### Dataset content
+ + + +

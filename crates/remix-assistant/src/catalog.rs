//! Built-in VideoRemix.vip FAQ.

use remix_core::types::Link;

use crate::knowledge::KnowledgeEntry;

fn entry(question: &str, answer: &str, links: &[(&str, &str)]) -> KnowledgeEntry {
    KnowledgeEntry::new(
        question,
        answer,
        links
            .iter()
            .map(|(text, url)| Link::new(*text, *url))
            .collect(),
    )
}

/// Entries in display order. The product overview stays first.
pub(crate) fn builtin_entries() -> Vec<KnowledgeEntry> {
    vec![
        // Getting started
        entry(
            "What is VideoRemix.vip?",
            "VideoRemix.vip is an AI-powered video creation platform. Pick a template, drop in your \
             footage, images or script, and our AI tools assemble a polished, on-brand video in \
             minutes. No editing experience needed.",
            &[("Explore Features", "/features"), ("Get Started", "/signup")],
        ),
        entry(
            "How do I get started?",
            "Create a free account, choose a template from the library, and follow the guided \
             editor. Your first video can be ready in under ten minutes.",
            &[("Sign Up", "/signup"), ("Getting Started Guide", "/help/getting-started")],
        ),
        entry(
            "Do I need video editing experience?",
            "Not at all. The guided editor handles cuts, transitions, captions and music for you. \
             Advanced users can still fine-tune every scene on the timeline.",
            &[("See the Editor", "/features/editor")],
        ),
        entry(
            "What are the pricing plans?",
            "We offer three plans: Free (watermarked exports up to 720p), Pro at $29/month (1080p \
             and 4K exports, no watermark, full template library), and Business with team seats, \
             brand kits and priority support.",
            &[("View Pricing", "/pricing")],
        ),
        entry(
            "Is there a free trial?",
            "Yes. Every new account starts on the Free plan, and Pro features can be tried for 14 \
             days without a credit card.",
            &[("Start Free Trial", "/signup")],
        ),
        entry(
            "How do I cancel my subscription?",
            "Open Account Settings, choose Billing, and click Cancel Subscription. You keep paid \
             features until the end of the current billing period.",
            &[("Billing Settings", "/account/billing")],
        ),
        entry(
            "Can I get a refund?",
            "Annual subscriptions can be refunded within 30 days of purchase. Monthly \
             subscriptions are not refunded but can be cancelled at any time.",
            &[("Refund Policy", "/legal/refunds"), ("Contact Support", "/contact")],
        ),
        entry(
            "What payment methods do you accept?",
            "We accept all major credit cards, PayPal, and bank transfer for annual Business \
             invoices.",
            &[("Billing Help", "/help/billing")],
        ),
        // Templates and creation
        entry(
            "How many templates are available?",
            "The template library has more than 500 professionally designed templates for \
             social ads, explainers, product demos, intros, slideshows and more. New templates are \
             added every week.",
            &[("Browse Templates", "/templates")],
        ),
        entry(
            "Can I customize templates?",
            "Every template is fully editable: swap media, change colors and fonts, reorder \
             scenes, and apply your brand kit in one click.",
            &[("Template Guide", "/help/templates")],
        ),
        entry(
            "What video formats can I export?",
            "Export MP4 or MOV in landscape, portrait and square aspect ratios. Pro and Business \
             plans export up to 4K resolution.",
            &[("Export Settings", "/help/exporting")],
        ),
        entry(
            "What file types can I upload?",
            "Upload MP4, MOV, WebM and AVI video, JPG, PNG and GIF images, and MP3 or WAV \
             audio. Individual uploads can be up to 2 GB.",
            &[("Upload Guide", "/help/uploads")],
        ),
        entry(
            "How long can my videos be?",
            "Free plan videos can run up to 5 minutes. Pro and Business videos can run up to 60 \
             minutes.",
            &[("Compare Plans", "/pricing")],
        ),
        // AI tools
        entry(
            "What AI tools are included?",
            "The AI suite includes script-to-video generation, automatic captions, AI voiceovers \
             in over 40 languages, smart scene detection, background removal, and an AI image \
             generator.",
            &[("AI Tools", "/features/ai-tools")],
        ),
        entry(
            "How does script-to-video work?",
            "Paste a script or a blog post URL. The AI splits it into scenes, picks matching stock \
             footage, writes on-screen text, and adds a voiceover you can edit.",
            &[("Script to Video", "/features/script-to-video")],
        ),
        entry(
            "Can the AI add captions automatically?",
            "Yes. Auto-captions transcribe your audio with high accuracy and let you restyle, \
             translate, or burn the subtitles into the final export.",
            &[("Auto Captions", "/features/captions")],
        ),
        entry(
            "Which languages do AI voiceovers support?",
            "AI voiceovers are available in more than 40 languages and 120 natural-sounding \
             voices, with adjustable speed and tone.",
            &[("Voiceover Guide", "/help/voiceovers")],
        ),
        // Media and rights
        entry(
            "Is stock footage included?",
            "All paid plans include unlimited access to millions of royalty-free stock videos, \
             images and music tracks inside the editor.",
            &[("Media Library", "/features/media-library")],
        ),
        entry(
            "Can I use my videos commercially?",
            "Videos exported on Pro or Business can be used commercially, including in paid ads \
             and client work. Free plan exports are for personal use.",
            &[("License Terms", "/legal/license")],
        ),
        // Teams and account
        entry(
            "Can I collaborate with my team?",
            "The Business plan adds shared workspaces, role-based permissions, comments on \
             scenes, and shared brand kits so your whole team stays on brand.",
            &[("Team Features", "/features/teams"), ("Business Plan", "/pricing")],
        ),
        entry(
            "How do I reset my password?",
            "Click Forgot Password on the sign-in page and follow the link we email you. The \
             link expires after one hour.",
            &[("Sign In", "/login")],
        ),
        entry(
            "Is my data secure?",
            "Uploads are encrypted in transit and at rest, and your projects are private unless \
             you choose to share them. We never use your media to train AI models.",
            &[("Privacy Policy", "/legal/privacy"), ("Security", "/security")],
        ),
        // Publishing and integrations
        entry(
            "Can I publish directly to social media?",
            "Yes. Connect YouTube, TikTok, Instagram, Facebook and LinkedIn accounts to publish \
             or schedule videos straight from the editor.",
            &[("Integrations", "/integrations")],
        ),
        entry(
            "Do you have an API?",
            "Business customers can generate videos programmatically through the REST API and \
             webhooks, ideal for personalized video at scale.",
            &[("API Docs", "/developers"), ("Contact Sales", "/contact")],
        ),
        entry(
            "Is there a mobile app?",
            "The editor works in any modern mobile browser, and native iOS and Android apps let \
             you record, edit and publish on the go.",
            &[("Download Apps", "/apps")],
        ),
        // Support
        entry(
            "How do I contact support?",
            "Our support team is available around the clock by live chat and email. Business \
             customers also get a dedicated account manager.",
            &[("Contact Support", "/contact"), ("Help Center", "/help")],
        ),
        entry(
            "Where can I find tutorials?",
            "The Help Center has step-by-step articles and the Academy offers free video courses \
             covering everything from your first edit to advanced motion graphics.",
            &[("Help Center", "/help"), ("Academy", "/academy")],
        ),
    ]
}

+ + + +

### Task item
In the listing above, how many lines hold the word "signup"? Give the number and nothing more.

### Solution to this exercise
3